◆ Available data:
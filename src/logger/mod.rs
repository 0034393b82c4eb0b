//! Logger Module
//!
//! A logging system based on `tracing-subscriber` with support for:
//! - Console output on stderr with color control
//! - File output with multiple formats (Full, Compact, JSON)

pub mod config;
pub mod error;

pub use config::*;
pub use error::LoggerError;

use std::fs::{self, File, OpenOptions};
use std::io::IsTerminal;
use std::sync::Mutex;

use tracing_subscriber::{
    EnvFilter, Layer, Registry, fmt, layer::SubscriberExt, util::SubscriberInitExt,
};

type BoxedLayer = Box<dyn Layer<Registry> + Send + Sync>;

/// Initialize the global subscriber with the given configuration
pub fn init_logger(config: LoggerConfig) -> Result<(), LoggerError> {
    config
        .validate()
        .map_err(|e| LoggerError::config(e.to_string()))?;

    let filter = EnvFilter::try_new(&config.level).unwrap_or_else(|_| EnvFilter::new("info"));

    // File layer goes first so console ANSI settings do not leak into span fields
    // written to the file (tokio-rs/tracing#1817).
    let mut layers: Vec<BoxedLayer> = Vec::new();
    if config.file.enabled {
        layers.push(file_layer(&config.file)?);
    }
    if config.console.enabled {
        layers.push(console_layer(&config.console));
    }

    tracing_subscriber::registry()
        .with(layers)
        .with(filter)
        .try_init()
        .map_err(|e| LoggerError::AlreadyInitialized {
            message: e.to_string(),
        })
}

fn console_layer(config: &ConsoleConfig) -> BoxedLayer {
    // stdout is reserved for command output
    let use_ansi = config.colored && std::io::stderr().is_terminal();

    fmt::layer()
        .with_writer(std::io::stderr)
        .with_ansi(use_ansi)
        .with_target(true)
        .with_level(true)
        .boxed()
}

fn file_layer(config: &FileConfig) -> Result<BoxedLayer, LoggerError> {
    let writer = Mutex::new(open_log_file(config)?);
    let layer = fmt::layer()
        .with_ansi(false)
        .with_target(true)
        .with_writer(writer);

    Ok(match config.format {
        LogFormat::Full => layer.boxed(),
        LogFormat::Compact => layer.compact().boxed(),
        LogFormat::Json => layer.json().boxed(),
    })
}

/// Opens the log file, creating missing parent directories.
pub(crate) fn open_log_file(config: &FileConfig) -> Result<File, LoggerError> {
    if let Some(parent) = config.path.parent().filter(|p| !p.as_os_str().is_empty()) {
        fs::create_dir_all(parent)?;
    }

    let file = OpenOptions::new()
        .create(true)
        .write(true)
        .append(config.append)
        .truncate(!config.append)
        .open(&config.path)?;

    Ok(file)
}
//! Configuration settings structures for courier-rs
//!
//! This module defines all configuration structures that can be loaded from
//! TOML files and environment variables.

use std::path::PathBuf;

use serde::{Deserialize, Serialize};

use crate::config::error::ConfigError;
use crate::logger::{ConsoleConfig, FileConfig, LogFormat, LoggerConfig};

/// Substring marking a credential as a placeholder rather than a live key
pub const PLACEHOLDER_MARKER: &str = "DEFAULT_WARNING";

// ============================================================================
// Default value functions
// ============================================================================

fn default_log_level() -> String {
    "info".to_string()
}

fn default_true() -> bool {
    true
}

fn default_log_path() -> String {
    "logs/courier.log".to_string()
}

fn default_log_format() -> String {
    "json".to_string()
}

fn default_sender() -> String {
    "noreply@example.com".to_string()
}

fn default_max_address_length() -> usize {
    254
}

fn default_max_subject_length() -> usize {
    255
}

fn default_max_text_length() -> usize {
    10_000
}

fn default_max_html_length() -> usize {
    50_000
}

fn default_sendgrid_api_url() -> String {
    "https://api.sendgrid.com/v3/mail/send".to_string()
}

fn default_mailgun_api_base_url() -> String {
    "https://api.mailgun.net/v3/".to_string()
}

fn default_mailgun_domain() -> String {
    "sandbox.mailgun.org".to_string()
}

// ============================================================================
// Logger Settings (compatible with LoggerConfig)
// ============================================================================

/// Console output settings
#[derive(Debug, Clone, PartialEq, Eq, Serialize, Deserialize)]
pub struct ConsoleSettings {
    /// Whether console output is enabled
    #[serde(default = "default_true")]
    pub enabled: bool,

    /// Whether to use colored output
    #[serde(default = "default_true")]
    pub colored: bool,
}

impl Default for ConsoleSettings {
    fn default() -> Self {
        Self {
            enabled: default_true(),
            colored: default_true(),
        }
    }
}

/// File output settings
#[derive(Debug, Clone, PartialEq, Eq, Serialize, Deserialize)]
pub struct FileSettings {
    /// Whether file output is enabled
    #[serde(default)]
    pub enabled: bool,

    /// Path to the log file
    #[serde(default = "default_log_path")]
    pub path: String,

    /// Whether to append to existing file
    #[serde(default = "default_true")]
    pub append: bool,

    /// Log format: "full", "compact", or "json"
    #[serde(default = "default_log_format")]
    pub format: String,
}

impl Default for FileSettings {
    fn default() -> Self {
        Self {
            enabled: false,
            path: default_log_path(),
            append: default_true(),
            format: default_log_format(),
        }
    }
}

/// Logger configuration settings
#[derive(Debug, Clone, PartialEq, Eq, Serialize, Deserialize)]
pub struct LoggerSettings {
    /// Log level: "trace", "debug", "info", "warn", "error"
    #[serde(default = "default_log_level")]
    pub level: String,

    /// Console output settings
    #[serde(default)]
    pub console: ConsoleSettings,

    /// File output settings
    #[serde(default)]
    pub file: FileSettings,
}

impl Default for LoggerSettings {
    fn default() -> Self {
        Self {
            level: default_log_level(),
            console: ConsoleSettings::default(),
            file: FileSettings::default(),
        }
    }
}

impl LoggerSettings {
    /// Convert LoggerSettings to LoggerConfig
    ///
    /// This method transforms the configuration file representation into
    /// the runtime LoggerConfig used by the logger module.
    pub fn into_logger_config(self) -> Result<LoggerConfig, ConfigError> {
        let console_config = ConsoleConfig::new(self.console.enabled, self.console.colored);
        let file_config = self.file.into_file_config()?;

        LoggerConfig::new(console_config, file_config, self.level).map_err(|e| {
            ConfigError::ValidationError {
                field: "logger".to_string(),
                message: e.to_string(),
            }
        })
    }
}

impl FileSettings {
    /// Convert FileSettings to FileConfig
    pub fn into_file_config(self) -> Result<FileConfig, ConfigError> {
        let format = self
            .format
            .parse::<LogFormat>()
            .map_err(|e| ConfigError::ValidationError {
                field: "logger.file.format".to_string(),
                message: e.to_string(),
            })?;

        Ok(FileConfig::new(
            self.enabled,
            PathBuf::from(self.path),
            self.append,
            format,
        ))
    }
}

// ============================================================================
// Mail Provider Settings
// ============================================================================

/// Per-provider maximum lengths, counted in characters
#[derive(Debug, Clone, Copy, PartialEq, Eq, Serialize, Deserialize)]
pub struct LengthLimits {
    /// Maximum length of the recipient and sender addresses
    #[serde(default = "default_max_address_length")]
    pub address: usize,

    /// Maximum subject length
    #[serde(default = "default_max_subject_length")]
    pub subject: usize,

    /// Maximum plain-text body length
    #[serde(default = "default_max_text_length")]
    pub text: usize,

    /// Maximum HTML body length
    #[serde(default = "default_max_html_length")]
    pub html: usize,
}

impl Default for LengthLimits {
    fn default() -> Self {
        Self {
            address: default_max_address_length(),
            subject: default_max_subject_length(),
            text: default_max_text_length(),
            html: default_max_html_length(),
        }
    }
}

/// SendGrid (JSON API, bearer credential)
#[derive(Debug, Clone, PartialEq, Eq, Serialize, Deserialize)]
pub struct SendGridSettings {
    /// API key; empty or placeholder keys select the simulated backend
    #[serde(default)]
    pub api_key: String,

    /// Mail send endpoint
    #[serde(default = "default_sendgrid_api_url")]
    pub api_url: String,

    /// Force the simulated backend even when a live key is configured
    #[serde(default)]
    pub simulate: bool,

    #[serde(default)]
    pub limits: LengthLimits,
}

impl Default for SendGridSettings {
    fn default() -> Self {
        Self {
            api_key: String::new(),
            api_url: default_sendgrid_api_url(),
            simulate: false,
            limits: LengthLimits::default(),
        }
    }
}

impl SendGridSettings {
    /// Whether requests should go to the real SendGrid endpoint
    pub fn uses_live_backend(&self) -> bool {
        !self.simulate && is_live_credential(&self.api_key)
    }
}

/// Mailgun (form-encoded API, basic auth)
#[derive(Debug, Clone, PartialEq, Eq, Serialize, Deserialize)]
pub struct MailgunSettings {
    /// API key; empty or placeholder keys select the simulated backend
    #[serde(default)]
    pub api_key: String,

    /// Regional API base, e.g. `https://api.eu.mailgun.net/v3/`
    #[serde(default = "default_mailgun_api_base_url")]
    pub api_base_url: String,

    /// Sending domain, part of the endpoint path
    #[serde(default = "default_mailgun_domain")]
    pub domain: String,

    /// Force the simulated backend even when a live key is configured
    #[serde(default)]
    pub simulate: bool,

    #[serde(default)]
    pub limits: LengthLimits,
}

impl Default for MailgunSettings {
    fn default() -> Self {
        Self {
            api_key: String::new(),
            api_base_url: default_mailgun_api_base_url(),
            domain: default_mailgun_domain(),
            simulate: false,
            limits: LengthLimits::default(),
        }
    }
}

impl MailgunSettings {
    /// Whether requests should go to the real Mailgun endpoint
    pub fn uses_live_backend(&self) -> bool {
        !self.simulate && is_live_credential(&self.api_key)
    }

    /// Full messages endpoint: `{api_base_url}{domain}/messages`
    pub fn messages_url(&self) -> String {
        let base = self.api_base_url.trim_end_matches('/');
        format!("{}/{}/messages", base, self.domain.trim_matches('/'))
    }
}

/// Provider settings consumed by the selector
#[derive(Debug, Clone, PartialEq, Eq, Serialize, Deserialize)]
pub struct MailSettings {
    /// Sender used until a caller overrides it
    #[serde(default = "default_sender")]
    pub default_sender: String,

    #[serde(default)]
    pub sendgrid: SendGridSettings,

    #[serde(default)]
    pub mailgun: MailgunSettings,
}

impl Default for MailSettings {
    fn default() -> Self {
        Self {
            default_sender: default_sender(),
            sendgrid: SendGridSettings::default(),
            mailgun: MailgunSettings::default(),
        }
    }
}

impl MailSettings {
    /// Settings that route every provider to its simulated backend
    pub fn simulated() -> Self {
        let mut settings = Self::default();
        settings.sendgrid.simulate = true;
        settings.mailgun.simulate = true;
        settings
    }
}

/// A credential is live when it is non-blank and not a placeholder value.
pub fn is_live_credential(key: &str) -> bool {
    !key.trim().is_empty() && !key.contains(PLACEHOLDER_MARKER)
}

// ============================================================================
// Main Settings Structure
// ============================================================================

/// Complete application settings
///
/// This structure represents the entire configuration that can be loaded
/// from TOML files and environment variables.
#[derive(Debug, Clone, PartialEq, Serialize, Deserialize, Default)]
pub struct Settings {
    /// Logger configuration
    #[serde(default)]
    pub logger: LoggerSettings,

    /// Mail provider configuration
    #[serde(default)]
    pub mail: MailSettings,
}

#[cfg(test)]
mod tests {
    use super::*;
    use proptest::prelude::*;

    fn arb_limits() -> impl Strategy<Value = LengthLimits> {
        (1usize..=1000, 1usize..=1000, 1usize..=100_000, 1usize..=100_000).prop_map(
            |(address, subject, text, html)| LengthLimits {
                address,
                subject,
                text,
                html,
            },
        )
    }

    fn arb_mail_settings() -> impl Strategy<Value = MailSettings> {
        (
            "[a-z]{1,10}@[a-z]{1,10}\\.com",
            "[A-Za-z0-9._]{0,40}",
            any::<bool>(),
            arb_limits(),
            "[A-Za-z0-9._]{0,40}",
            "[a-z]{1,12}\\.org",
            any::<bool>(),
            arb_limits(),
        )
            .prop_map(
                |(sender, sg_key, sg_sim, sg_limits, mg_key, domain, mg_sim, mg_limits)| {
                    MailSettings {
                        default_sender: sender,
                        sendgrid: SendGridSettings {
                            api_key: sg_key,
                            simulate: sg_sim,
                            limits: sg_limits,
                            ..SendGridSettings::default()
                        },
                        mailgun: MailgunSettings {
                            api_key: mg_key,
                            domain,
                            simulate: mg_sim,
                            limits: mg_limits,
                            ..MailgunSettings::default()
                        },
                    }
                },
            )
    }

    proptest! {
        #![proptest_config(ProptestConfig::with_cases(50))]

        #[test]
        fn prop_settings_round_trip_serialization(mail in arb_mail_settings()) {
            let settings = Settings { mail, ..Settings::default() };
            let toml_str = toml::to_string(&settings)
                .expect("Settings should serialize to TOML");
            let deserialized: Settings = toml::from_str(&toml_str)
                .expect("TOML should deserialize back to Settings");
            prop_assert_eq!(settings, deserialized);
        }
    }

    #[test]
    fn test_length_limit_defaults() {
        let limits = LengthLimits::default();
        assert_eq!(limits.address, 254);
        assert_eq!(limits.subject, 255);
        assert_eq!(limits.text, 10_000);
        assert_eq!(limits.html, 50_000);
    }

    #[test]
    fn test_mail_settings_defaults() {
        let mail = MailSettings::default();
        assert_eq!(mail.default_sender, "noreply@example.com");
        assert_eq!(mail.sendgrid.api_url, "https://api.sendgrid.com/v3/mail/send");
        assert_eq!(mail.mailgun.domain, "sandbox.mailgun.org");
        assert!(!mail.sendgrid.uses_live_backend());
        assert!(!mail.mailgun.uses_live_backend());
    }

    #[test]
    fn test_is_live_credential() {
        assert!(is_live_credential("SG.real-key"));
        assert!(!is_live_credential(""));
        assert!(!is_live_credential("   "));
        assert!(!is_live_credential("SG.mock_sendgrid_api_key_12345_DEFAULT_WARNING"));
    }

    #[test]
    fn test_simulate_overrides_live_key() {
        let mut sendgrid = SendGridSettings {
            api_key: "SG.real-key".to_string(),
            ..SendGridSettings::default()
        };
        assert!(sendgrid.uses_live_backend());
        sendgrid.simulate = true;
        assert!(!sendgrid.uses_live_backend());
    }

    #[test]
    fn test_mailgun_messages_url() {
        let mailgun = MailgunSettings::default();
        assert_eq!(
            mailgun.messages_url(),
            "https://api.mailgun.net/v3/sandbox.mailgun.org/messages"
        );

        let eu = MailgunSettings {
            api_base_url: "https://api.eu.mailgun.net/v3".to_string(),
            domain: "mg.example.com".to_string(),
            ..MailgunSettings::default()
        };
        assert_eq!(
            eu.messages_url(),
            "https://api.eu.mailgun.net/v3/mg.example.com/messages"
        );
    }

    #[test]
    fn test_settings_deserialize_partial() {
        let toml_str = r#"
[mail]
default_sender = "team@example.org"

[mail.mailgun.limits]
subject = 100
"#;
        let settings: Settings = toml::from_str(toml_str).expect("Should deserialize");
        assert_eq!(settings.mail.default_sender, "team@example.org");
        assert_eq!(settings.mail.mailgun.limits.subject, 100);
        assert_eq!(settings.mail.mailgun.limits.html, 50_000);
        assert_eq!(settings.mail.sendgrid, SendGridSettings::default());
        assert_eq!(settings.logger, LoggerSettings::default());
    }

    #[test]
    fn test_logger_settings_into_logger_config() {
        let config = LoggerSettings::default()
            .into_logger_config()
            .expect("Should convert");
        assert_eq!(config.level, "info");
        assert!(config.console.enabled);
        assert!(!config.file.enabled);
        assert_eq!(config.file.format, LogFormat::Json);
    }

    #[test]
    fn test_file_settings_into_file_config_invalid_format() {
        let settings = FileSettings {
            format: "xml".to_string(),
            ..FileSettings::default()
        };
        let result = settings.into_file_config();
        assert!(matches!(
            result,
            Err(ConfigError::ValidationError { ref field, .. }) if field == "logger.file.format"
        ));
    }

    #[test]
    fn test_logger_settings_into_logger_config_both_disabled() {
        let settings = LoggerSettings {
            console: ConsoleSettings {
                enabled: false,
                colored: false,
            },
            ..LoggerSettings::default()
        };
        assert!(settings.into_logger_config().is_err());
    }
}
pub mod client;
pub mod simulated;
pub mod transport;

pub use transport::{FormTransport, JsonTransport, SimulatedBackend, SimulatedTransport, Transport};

◆ Task to complete:
All lines of the records above that contain the word "Mutex" are to be copied out.

◆ Exercise result:
use std::sync::Mutex;
    let writer = Mutex::new(open_log_file(config)?);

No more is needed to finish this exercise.